Yelim Hong ‘23PhD has received a NIH K99/R00: Pathway to Independence Award (NICHD) for her project "Parental response to children's negative emotions: Impact on neural and physiological self-regulation."
Effective emotion regulation (ER) is essential for healthy development, as difficulties in ER are linked to emotional, behavioral, and mental health challenges. From early in life, children rely on their parents’ responses to manage negative emotions, making these interactions key to developing adaptive ER skills. Yet, little is known about how parents’ real-time responses during emotional moments influence the biological systems that support children’s regulation.
A new K99/R00 Pathway to Independence Award will address this critical gap by investigating how in-the-moment parenting behaviors shape children’s neural and physiological regulation. Guided by NICHD’s Strategic Objective 4—“improving child and adolescent health and the transition to adulthood”—the project will examine how parental responses affect children’s neural and cardiac activity, specifically EEG alpha asymmetry and respiratory sinus arrhythmia (RSA). These biomarkers provide unique insight into how children regulate emotions at the biological level.

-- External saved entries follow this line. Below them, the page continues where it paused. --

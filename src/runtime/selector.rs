use std::sync::atomic::{AtomicUsize, Ordering};

use tracing::debug;

use crate::{ChannelId, ChannelRegistry, Error, HierarchyError, Result};

/// Currently selected channel of the foreground flow.
///
/// `select_next` is what a button press does: it moves to the next channel
/// in registry order and wraps around.
#[derive(Debug)]
pub struct ChannelSelector {
    channels: Vec<ChannelId>,
    index: AtomicUsize,
}

impl ChannelSelector {
    pub fn new(channels: &ChannelRegistry) -> Result<Self> {
        if channels.is_empty() {
            return Err(Error::InvalidConfig("no channel to select".into()));
        }
        Ok(Self {
            channels: channels.ids(),
            index: AtomicUsize::new(0),
        })
    }

    pub fn current(&self) -> ChannelId {
        self.channels[self.index.load(Ordering::Acquire) % self.channels.len()]
    }

    pub fn select_next(&self) -> ChannelId {
        let len = self.channels.len();
        let prev = self
            .index
            .fetch_update(Ordering::AcqRel, Ordering::Acquire, |i| Some((i + 1) % len))
            .unwrap_or_default();
        let next = self.channels[(prev + 1) % len];
        debug!("selected channel {next}");
        next
    }

    pub fn select(
        &self,
        channel: ChannelId,
    ) -> Result<()> {
        let position = self
            .channels
            .iter()
            .position(|c| *c == channel)
            .ok_or(HierarchyError::UnknownChannel(channel))?;
        self.index.store(position, Ordering::Release);
        Ok(())
    }
}
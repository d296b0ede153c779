use serial_test::serial;
use temp_env::with_vars;

use super::*;
use crate::Error;

fn cleanup_all_tier_env_vars() {
    for (key, _) in std::env::vars() {
        if key.starts_with("TIER__") || key == "CONFIG_PATH" {
            std::env::remove_var(&key);
        }
    }
}

#[test]
#[serial]
fn default_config_should_initialize_with_hardcoded_values() {
    let config = TierConfig::default();

    assert_eq!(config.cache.capacity, 2);
    assert_eq!(config.cache.ttl_ms, 600);
    assert_eq!(config.store.ttl_ms, 600);
    assert_eq!(config.store.capacity(), 4096);
    assert_eq!(config.store.backend, MediumBackend::Memory);
    assert_eq!(config.channels.len(), 3);
    assert_eq!(config.channels[0], ChannelConfig::new(0x10, "TEMP", 84, 4));
    assert_eq!(config.runtime.request_interval_ms, 510);
    assert_eq!(config.runtime.refresh_interval_ms, 800);
    assert!(!config.monitoring.prometheus_enabled);
    assert!(config.validate().is_ok());
}

#[test]
#[serial]
fn new_should_merge_environment_overrides() {
    cleanup_all_tier_env_vars();
    with_vars(
        vec![
            ("TIER__CACHE__CAPACITY", Some("3")),
            ("TIER__STORE__TTL_MS", Some("1500")),
            ("TIER__RUNTIME__MODE", Some("ttl_sweep")),
        ],
        || {
            let config = TierConfig::new().unwrap();

            assert_eq!(config.cache.capacity, 3);
            assert_eq!(config.store.ttl_ms, 1500);
            assert_eq!(config.runtime.mode, RunMode::TtlSweep);
            // untouched sections keep their defaults
            assert_eq!(config.channels.len(), 3);
        },
    );
}

#[test]
#[serial]
fn with_override_config_should_merge_file_settings() {
    cleanup_all_tier_env_vars();
    let temp_dir = tempfile::tempdir().unwrap();
    let config_path = temp_dir.path().join("override.toml");

    std::fs::write(
        &config_path,
        r#"
        [cache]
        ttl_ms = 2000

        [store]
        backend = "sled"
        db_dir = "/tmp/tiercache/db"

        [[channels]]
        id = 1
        name = "A"
        base_page = 0

        [[channels]]
        id = 2
        name = "B"
        base_page = 1
        slots = 4

        [[channels]]
        id = 3
        name = "C"
        base_page = 2
        slots = 8
        "#,
    )
    .unwrap();

    let empty_vars: Vec<(&str, Option<&str>)> = vec![];
    with_vars(empty_vars, || {
        let base_config = TierConfig::new().expect("success");
        let config = base_config
            .with_override_config(config_path.to_str().unwrap())
            .expect("override should succeed")
            .validate()
            .expect("valid");

        assert_eq!(config.cache.ttl_ms, 2000);
        assert_eq!(config.cache.capacity, 2);
        assert_eq!(config.store.backend, MediumBackend::Sled);
        assert_eq!(config.channels.len(), 3);
        assert_eq!(config.channels[0], ChannelConfig::new(1, "A", 0, 4));
        assert_eq!(config.channels[2], ChannelConfig::new(3, "C", 2, 8));
    });
}

#[test]
#[serial]
fn new_should_load_config_path_file() {
    cleanup_all_tier_env_vars();
    let temp_dir = tempfile::tempdir().unwrap();
    let config_path = temp_dir.path().join("tier.toml");
    std::fs::write(&config_path, "[runtime]\nrequest_interval_ms = 100\n").unwrap();

    with_vars(vec![("CONFIG_PATH", Some(config_path.to_str().unwrap()))], || {
        let config = TierConfig::new().unwrap();
        assert_eq!(config.runtime.request_interval_ms, 100);
    });
}

fn assert_invalid(config: TierConfig) {
    match config.validate() {
        Err(Error::InvalidConfig(_)) => {}
        other => panic!("expected InvalidConfig, got {:?}", other.map(|_| ())),
    }
}

#[test]
fn validation_should_reject_zero_capacity() {
    let mut config = TierConfig::default();
    config.cache.capacity = 0;
    assert_invalid(config);
}

#[test]
fn validation_should_reject_zero_ttl() {
    let mut config = TierConfig::default();
    config.store.ttl_ms = 0;
    assert_invalid(config);
}

#[test]
fn validation_should_reject_duplicate_channel_ids() {
    let mut config = TierConfig::default();
    config.channels = vec![ChannelConfig::new(1, "A", 0, 4), ChannelConfig::new(1, "B", 10, 4)];
    assert_invalid(config);
}

#[test]
fn validation_should_reject_duplicate_channel_names() {
    let mut config = TierConfig::default();
    config.channels = vec![ChannelConfig::new(1, "A", 0, 4), ChannelConfig::new(2, "A", 10, 4)];
    assert_invalid(config);
}

#[test]
fn validation_should_reject_overlapping_slot_runs() {
    let mut config = TierConfig::default();
    // 9 slots * 4 bytes = 36 bytes, spills into page 1
    config.channels = vec![ChannelConfig::new(1, "A", 0, 9), ChannelConfig::new(2, "B", 1, 4)];
    assert_invalid(config);
}

#[test]
fn validation_should_reject_channels_outside_medium() {
    let mut config = TierConfig::default();
    config.channels = vec![ChannelConfig::new(1, "A", 128, 4)];
    assert_invalid(config);
}

#[test]
fn validation_should_reject_empty_channel_list() {
    let mut config = TierConfig::default();
    config.channels.clear();
    assert_invalid(config);
}

#[test]
fn validation_should_reject_privileged_prometheus_port() {
    let mut config = TierConfig::default();
    config.monitoring.prometheus_enabled = true;
    config.monitoring.prometheus_port = 80;
    assert_invalid(config);
}

#[test]
fn validation_should_reject_ephemeral_prometheus_port() {
    let mut config = TierConfig::default();
    config.monitoring.prometheus_enabled = true;
    config.monitoring.prometheus_port = 0;
    assert_invalid(config);
}

#[test]
fn disabled_exporter_port_is_not_checked() {
    let mut config = TierConfig::default();
    config.monitoring.prometheus_port = 0;
    assert!(config.validate().is_ok());
}

#[test]
#[serial]
fn metrics_listen_address_should_follow_environment() {
    cleanup_all_tier_env_vars();
    with_vars(
        vec![
            ("TIER__MONITORING__PROMETHEUS_ENABLED", Some("true")),
            ("TIER__MONITORING__LISTEN_ADDR", Some("127.0.0.1")),
            ("TIER__MONITORING__PROMETHEUS_PORT", Some("9200")),
        ],
        || {
            let config = TierConfig::new().unwrap();
            assert!(config.monitoring.prometheus_enabled);
            assert_eq!(config.monitoring.socket_addr(), "127.0.0.1:9200".parse().unwrap());
        },
    );
}

#[test]
fn validation_should_reject_empty_sweep() {
    let mut config = TierConfig::default();
    config.sweep.ttl_values_ms.clear();
    assert_invalid(config);
}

The study also considers the broader parent-child relationship context. Researchers hypothesize that relationship quality—such as warmth, closeness, and conflict—plays a vital role in moderating how parental responses influence children’s regulation. By combining detailed observational coding of parent-child interactions with EEG and ECG data, the project will offer a dynamic, multi-level view of how supportive versus unsupportive responses shape children’s emotion regulation.
Ultimately, this work has the potential to advance developmental science and inform family-based interventions by showing how everyday parenting behaviors influence the biological foundations of children’s emotional health.